The Second Appellate District affirmed the convictions, but vacated the gang-related special circumstance and enhancement findings and remanded the case for further proceedings according to the new legal standards under AB 333.  

Under Assembly Bill 333, imposition of a gang enhancement requires proof of four additional requirements with respect to predicate offenses (earlier specific criminal acts by the gang members):
  1. The offenses must have commonly benefited a criminal street gang where the common benefit is more than just to benefit its reputation (i.e., the predicate offenses must have resulted in a financial gain or motivation, retaliation, targeting a perceived or actual gang rival, or intimidation or silencing of a potential current or previous witness or informant);
  2. The last predicate offense must have occurred within three years of the date of the currently charged offense;
  3. The predicate offenses must be committed on separate occasions or by two or more gang members, as opposed to persons; and
  4. The charged offense cannot be used as a predicate offense.
To appreciate the gravity of this ruling and its likely precedential effect on other factually and legally similar cases, one must first and foremost know a few facts of the trial.

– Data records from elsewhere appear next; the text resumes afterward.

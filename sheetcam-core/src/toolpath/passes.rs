//! Z step-down and holding tabs.
//!
//! Z = 0 is the bottom face of the stock; the top face sits at the stock
//! thickness. Through cuts finish [`PENETRATION_MARGIN`] below the bottom.

use crate::config::PENETRATION_MARGIN;
use crate::geometry::round4;
use crate::model::{Point2, TabSegment, TabSettings, ToolpathPass};

/// Number of passes needed to reach `total` in steps of `step`.
///
/// Always at least one. A tiny tolerance keeps exact multiples from rounding up.
pub fn pass_count(total: f64, step: f64) -> usize {
    if step <= 0.0 || total <= 0.0 {
        return 1;
    }
    ((total / step - 1e-9).ceil() as usize).max(1)
}

/// Z levels of a through cut starting at the stock top (`total_depth`).
///
/// Pass *i* sits at `total_depth − i·depth_per_pass`; the last pass is fixed at
/// `−PENETRATION_MARGIN`.
pub fn through_levels(total_depth: f64, depth_per_pass: f64) -> Vec<f64> {
    let n = pass_count(total_depth, depth_per_pass);
    (1..=n)
        .map(|i| {
            if i == n {
                -PENETRATION_MARGIN
            } else {
                round4(total_depth - i as f64 * depth_per_pass)
            }
        })
        .collect()
}

/// Peck levels of a drill cycle from `top` down through `depth`.
pub fn drill_levels(top: f64, depth: f64, peck: f64) -> Vec<f64> {
    let n = pass_count(depth, peck);
    (1..=n)
        .map(|i| {
            if i == n {
                round4(top - depth - PENETRATION_MARGIN)
            } else {
                round4(top - i as f64 * peck)
            }
        })
        .collect()
}

/// Blind levels of a pocket; the last one lands exactly on the floor.
pub fn pocket_levels(top: f64, depth: f64, depth_per_pass: f64) -> Vec<f64> {
    let n = pass_count(depth, depth_per_pass);
    (1..=n)
        .map(|i| {
            if i == n {
                round4(top - depth)
            } else {
                round4(top - i as f64 * depth_per_pass)
            }
        })
        .collect()
}

/// First path index whose cumulative distance reaches `target`.
fn distance_to_index(distances: &[f64], target: f64) -> usize {
    distances
        .iter()
        .position(|&d| d >= target)
        .unwrap_or(distances.len().saturating_sub(1))
}

/// Spread `tabs.count` bridges evenly along the path length.
///
/// Each bridge is centered in its sector and lifted to `z + tabs.height`.
pub fn compute_tabs(path: &[Point2], tabs: &TabSettings, z: f64) -> Vec<TabSegment> {
    let n = path.len();
    if !tabs.enabled || tabs.count == 0 || tabs.height <= 0.0 || n < 2 {
        return Vec::new();
    }

    let mut distances = Vec::with_capacity(n);
    distances.push(0.0);
    for w in path.windows(2) {
        let last = distances[distances.len() - 1];
        distances.push(last + w[0].distance_to(&w[1]));
    }
    let total = distances[n - 1];
    if total <= 0.0 {
        return Vec::new();
    }

    let spacing = total / f64::from(tabs.count);
    let half = tabs.width / 2.0;
    let z_tab = round4(z + tabs.height);

    (0..tabs.count)
        .map(|t| {
            let center = spacing * (f64::from(t) + 0.5);
            let start_index = distance_to_index(&distances, (center - half).max(0.0));
            let mut end_index = distance_to_index(&distances, (center + half).min(total));
            if end_index <= start_index {
                end_index = (start_index + 1).min(n - 1);
            }
            TabSegment {
                start_index,
                end_index,
                z_tab,
            }
        })
        .collect()
}

/// One pass per level over the same path; tabs go on the final pass only.
pub fn build_passes(path: &[Point2], levels: &[f64], tabs: Option<&TabSettings>) -> Vec<ToolpathPass> {
    let last = levels.len().saturating_sub(1);
    levels
        .iter()
        .enumerate()
        .map(|(i, &z)| ToolpathPass {
            pass_number: (i + 1) as u32,
            z_depth: z,
            path: path.to_vec(),
            tabs: match tabs {
                Some(t) if i == last => compute_tabs(path, t, z),
                _ => Vec::new(),
            },
        })
        .collect()
}

#[cfg(test)]
mod tests {
    use super::*;

    fn square_path() -> Vec<Point2> {
        vec![
            Point2::new(0.0, 0.0),
            Point2::new(25.0, 0.0),
            Point2::new(50.0, 0.0),
            Point2::new(50.0, 25.0),
            Point2::new(50.0, 50.0),
            Point2::new(25.0, 50.0),
            Point2::new(0.0, 50.0),
            Point2::new(0.0, 25.0),
            Point2::new(0.0, 0.0),
        ]
    }

    fn tabs(count: u32) -> TabSettings {
        TabSettings {
            enabled: true,
            height: 8.0,
            width: 5.0,
            count,
        }
    }

    // ==================== step-down tests ====================

    #[test]
    fn test_through_levels_count_and_order() {
        for (total, dpp, expected) in [
            (18.0, 6.0, 3),
            (10.0, 6.0, 2),
            (19.0, 6.0, 4),
            (3.0, 6.0, 1),
            (12.7, 3.175, 4),
        ] {
            let levels = through_levels(total, dpp);
            assert_eq!(levels.len(), expected);
            assert!(levels.windows(2).all(|w| w[1] < w[0]), "{levels:?}");
            assert_eq!(*levels.last().unwrap(), -PENETRATION_MARGIN);
        }
    }

    #[test]
    fn test_through_levels_values() {
        assert_eq!(through_levels(18.0, 6.0), vec![12.0, 6.0, -0.3]);
    }

    #[test]
    fn test_drill_levels() {
        assert_eq!(drill_levels(18.0, 18.0, 6.0), vec![12.0, 6.0, -0.3]);
        assert_eq!(drill_levels(10.0, 10.0, 6.0), vec![4.0, -0.3]);
    }

    #[test]
    fn test_pocket_levels_stop_at_floor() {
        assert_eq!(pocket_levels(18.0, 5.0, 3.0), vec![15.0, 13.0]);
        assert_eq!(pocket_levels(18.0, 6.0, 3.0), vec![15.0, 12.0]);
    }

    #[test]
    fn test_zero_step_gives_single_pass() {
        assert_eq!(pass_count(10.0, 0.0), 1);
    }

    // ==================== tabs tests ====================

    #[test]
    fn test_tabs_only_on_final_pass() {
        let levels = through_levels(18.0, 6.0);
        let passes = build_passes(&square_path(), &levels, Some(&tabs(4)));
        assert_eq!(passes.len(), 3);
        assert!(passes[..2].iter().all(|p| p.tabs.is_empty()));
        let last = &passes[2];
        assert_eq!(last.tabs.len(), 4);
        for tab in &last.tabs {
            assert!(tab.z_tab > last.z_depth);
            assert!(tab.end_index > tab.start_index);
            assert!(tab.end_index < last.path.len());
        }
        assert_eq!(passes.iter().map(|p| p.pass_number).collect::<Vec<_>>(), vec![1, 2, 3]);
    }

    #[test]
    fn test_tab_windows_centered_in_sectors() {
        // 200 mm perimeter, 4 tabs -> centers at 25, 75, 125, 175.
        let segs = compute_tabs(&square_path(), &tabs(4), -0.3);
        let starts: Vec<usize> = segs.iter().map(|s| s.start_index).collect();
        assert_eq!(starts, vec![1, 3, 5, 7]);
        assert!((segs[0].z_tab - 7.7).abs() < 1e-9);
    }

    #[test]
    fn test_disabled_or_empty_tabs() {
        let mut t = tabs(4);
        t.enabled = false;
        assert!(compute_tabs(&square_path(), &t, 0.0).is_empty());
        assert!(compute_tabs(&square_path(), &tabs(0), 0.0).is_empty());
        assert!(compute_tabs(&[Point2::new(1.0, 1.0)], &tabs(4), 0.0).is_empty());
    }
}
//! Wire sampling.
//!
//! The CAD kernel hands over cross-section wires as sequences of analytic
//! edges. Everything downstream works on point lists, so each wire is sampled
//! exactly once at the kernel boundary.

use serde::{Deserialize, Serialize};

use super::round_point;
use crate::model::Point2;

/// Edges shorter than this are ignored.
const MIN_EDGE_LENGTH: f64 = 0.001;

/// One edge of a kernel wire.
#[derive(Debug, Clone, PartialEq, Serialize, Deserialize)]
#[serde(tag = "type", rename_all = "snake_case")]
pub enum WireEdge {
    /// Straight segment.
    Line { start: Point2, end: Point2 },
    /// Circular arc swept counter-clockwise from `start_angle` to `end_angle`
    /// (degrees); a negative sweep runs clockwise.
    Arc {
        center: Point2,
        radius: f64,
        start_angle: f64,
        end_angle: f64,
    },
    /// Already discretized chain; its vertices are kept as-is.
    Polyline { points: Vec<Point2> },
}

impl WireEdge {
    /// Full circle edge.
    pub fn circle(center: Point2, radius: f64) -> Self {
        WireEdge::Arc {
            center,
            radius,
            start_angle: 0.0,
            end_angle: 360.0,
        }
    }

    /// Arc length of the edge.
    pub fn length(&self) -> f64 {
        match self {
            WireEdge::Line { start, end } => start.distance_to(end),
            WireEdge::Arc {
                radius,
                start_angle,
                end_angle,
                ..
            } => (end_angle - start_angle).to_radians().abs() * radius,
            WireEdge::Polyline { points } => points
                .windows(2)
                .map(|w| w[0].distance_to(&w[1]))
                .sum(),
        }
    }

    /// Point at normalized parameter `t` in [0, 1].
    pub fn position_at(&self, t: f64) -> Point2 {
        match self {
            WireEdge::Line { start, end } => Point2::new(
                start.x + (end.x - start.x) * t,
                start.y + (end.y - start.y) * t,
            ),
            WireEdge::Arc {
                center,
                radius,
                start_angle,
                end_angle,
            } => {
                let a = (start_angle + (end_angle - start_angle) * t).to_radians();
                Point2::new(center.x + radius * a.cos(), center.y + radius * a.sin())
            }
            WireEdge::Polyline { points } => {
                let target = self.length() * t;
                let mut walked = 0.0;
                for w in points.windows(2) {
                    let seg = w[0].distance_to(&w[1]);
                    if seg > 0.0 && walked + seg >= target {
                        let f = (target - walked) / seg;
                        return Point2::new(
                            w[0].x + (w[1].x - w[0].x) * f,
                            w[0].y + (w[1].y - w[0].y) * f,
                        );
                    }
                    walked += seg;
                }
                points.last().copied().unwrap_or_default()
            }
        }
    }
}

/// How densely to sample a wire.
#[derive(Debug, Clone, Copy, PartialEq, Serialize, Deserialize)]
#[serde(tag = "mode", rename_all = "snake_case")]
pub enum SampleMode {
    /// Distribute `num_points` over the wire by edge-length ratio.
    Proportional { num_points: usize },
    /// Roughly one point every `step` mm.
    Resolution { step: f64 },
}

impl Default for SampleMode {
    fn default() -> Self {
        SampleMode::Proportional { num_points: 100 }
    }
}

/// Sample a wire into a closed point list.
///
/// Each line or arc edge contributes at least two points starting at its
/// start; polylines contribute their own vertices. The result repeats the
/// first point at the end when it is not empty.
pub fn sample_wire(edges: &[WireEdge], mode: SampleMode) -> Vec<Point2> {
    let wire_length: f64 = edges.iter().map(WireEdge::length).sum();
    let mut coords: Vec<Point2> = Vec::new();

    for edge in edges {
        let length = edge.length();
        if length < MIN_EDGE_LENGTH {
            continue;
        }

        if let WireEdge::Polyline { points } = edge {
            let n = points.len().saturating_sub(1);
            coords.extend(points[..n].iter().copied().map(round_point));
            continue;
        }

        let n = match mode {
            SampleMode::Proportional { num_points } => {
                ((num_points as f64 * length / wire_length) as usize).max(2)
            }
            SampleMode::Resolution { step } if step > 0.0 => ((length / step) as usize).max(2),
            SampleMode::Resolution { .. } => 2,
        };
        coords.extend((0..n).map(|i| round_point(edge.position_at(i as f64 / n as f64))));
    }

    if let (Some(first), Some(last)) = (coords.first().copied(), coords.last().copied()) {
        if first != last {
            coords.push(first);
        }
    }
    coords
}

During the trial, the prosecution introduced evidence that two other 18th Street gang members committed murders and other felonies within three years as predicate offenses, but no evidence was introduced that the crimes constituted collective criminal activity by the 18th Street gang or that the benefit to the gang was anything more than reputational.  

The jury found Lopez guilty of multiple first degree murders, among other crimes, and found the gang enhancements true, but the jury was not asked to find whether the benefit to the gang was more than reputational and therefore did not make the findings that are now required by Penal Code § 186.22 as amended by AB 333.  Given this lack of support, the gang enhancements were vacated and the case remanded for further proceedings.

The citation for the Second Appellate District Court ruling discussed above is People v. Edgar A. Lopez (2nd App. Dist., 2021) 73 Cal. App. 5th 327, 288 Cal. Rptr. 3d 63.